Location: Leaving, California
480 posts, read 844,757 times
Reputation: 738
Quote:
Originally Posted by golfgal View Post
Yes, you can opt out and pay nothing now but then WE get to pay your medical bills--too bad, so sad, pay for your own care. Maybe you haven't needed it now, but you will eventually....
Every choice is potentially a cost to someone else; that's part of living in civil society. I don't have kids in school, but my taxes help pay for elementary schools. So based on your statement above, should I say "if you decide to have kids, too bad, so sad, pay for your own schools?"

If you object to people making you pay for their care, how do you square situations where everyone's paying for health insurance, and some people need oncology when you just have a case of the sniffles?
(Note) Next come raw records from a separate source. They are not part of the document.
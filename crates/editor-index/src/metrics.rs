//! Text metrics monoid and geometric lookup keys.
//!
//! All widths here are in "default width" units: a character of the measurer's default width
//! measures `1.0`. Line numbers (`y`) count line breaks, so `y` of the first line is `0`.

use crate::monoid::{Monoid, OrderedMonoid};

/// Aggregated metrics of a run of text.
#[derive(Debug, Clone, Copy, PartialEq, Default)]
pub struct TextMetrics {
    /// Number of characters.
    pub length: usize,
    /// Number of line breaks (hard or wrapped).
    pub line_breaks: usize,
    /// Width of the first line.
    pub first_width: f64,
    /// Width of the last line.
    pub last_width: f64,
    /// Width of the widest line.
    pub longest_width: f64,
}

impl TextMetrics {
    /// Metrics of `length` characters on a single line of the given width.
    pub fn single_line(length: usize, width: f64) -> Self {
        Self {
            length,
            line_breaks: 0,
            first_width: width,
            last_width: width,
            longest_width: width,
        }
    }
}

impl Monoid for TextMetrics {
    fn identity() -> Self {
        Self::default()
    }

    fn combine(&self, other: &Self) -> Self {
        Self {
            length: self.length + other.length,
            line_breaks: self.line_breaks + other.line_breaks,
            first_width: self.first_width
                + if self.line_breaks > 0 {
                    0.0
                } else {
                    other.first_width
                },
            last_width: other.last_width
                + if other.line_breaks > 0 {
                    0.0
                } else {
                    self.last_width
                },
            longest_width: self
                .longest_width
                .max(self.last_width + other.first_width)
                .max(other.longest_width),
        }
    }
}

/// A 2D position in default-width units (`x`) and lines (`y`).
#[derive(Debug, Clone, Copy, PartialEq, Default)]
pub struct Point {
    /// Horizontal position.
    pub x: f64,
    /// Vertical position (line number, possibly fractional).
    pub y: f64,
}

impl Point {
    /// Create a new point.
    pub const fn new(x: f64, y: f64) -> Self {
        Self { x, y }
    }
}

/// An offset together with its point.
#[derive(Debug, Clone, Copy, PartialEq, Default)]
pub struct Location {
    /// Character offset.
    pub offset: usize,
    /// Horizontal position.
    pub x: f64,
    /// Line number.
    pub y: f64,
}

/// Lookup key for [`TextMetrics`].
#[derive(Debug, Clone, Copy, PartialEq)]
pub enum TextLookupKey {
    /// Pure length comparison.
    Offset(usize),
    /// Line first, then width on that line.
    Point(Point),
}

impl OrderedMonoid for TextMetrics {
    type Key = TextLookupKey;

    fn greater_than_key(&self, key: &TextLookupKey) -> bool {
        match key {
            TextLookupKey::Offset(offset) => self.length > *offset,
            TextLookupKey::Point(point) => {
                let line = self.line_breaks as f64;
                line > point.y || (line + 1.0 > point.y && self.last_width > point.x)
            }
        }
    }

    fn greater_or_equal_than_key(&self, key: &TextLookupKey) -> bool {
        match key {
            TextLookupKey::Offset(offset) => self.length >= *offset,
            TextLookupKey::Point(point) => {
                let line = self.line_breaks as f64;
                line > point.y || (line + 1.0 > point.y && self.last_width >= point.x)
            }
        }
    }
}

/// How to snap a point that falls between two code points.
#[derive(Debug, Clone, Copy, PartialEq, Eq, Hash, Default)]
pub enum RoundMode {
    /// Snap to the earlier code point.
    #[default]
    Floor,
    /// Snap to the later code point.
    Ceil,
    /// Snap to the nearer code point; an exact tie snaps to the earlier one.
    Round,
}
In that case, aren't your premiums helping to pay for their care? Or how about if you need a heart/lung transplant, and the person right ahead of you on the transplant list is indigent and pays nothing? Aren't you paying for their health care?

I think you're raising your cost as a separate issue, but like most people on the Pro-ACA side, your actual intention is to create an entitlement to address what you feel is a human rights issue. That intention is laudable, but I feel it's poor public policy.

The United States has always been about freedom and choice. People can reasonably object to trading those freedoms and choices for a managed future.

And it's disingenuous to claim that the ACA exchanges don't represent state management of healthcare. They are expanding government control. The ACA is nothing more than a starting point toward the single-payer system that it was modeled on. It's already transforming the medical system and the economy.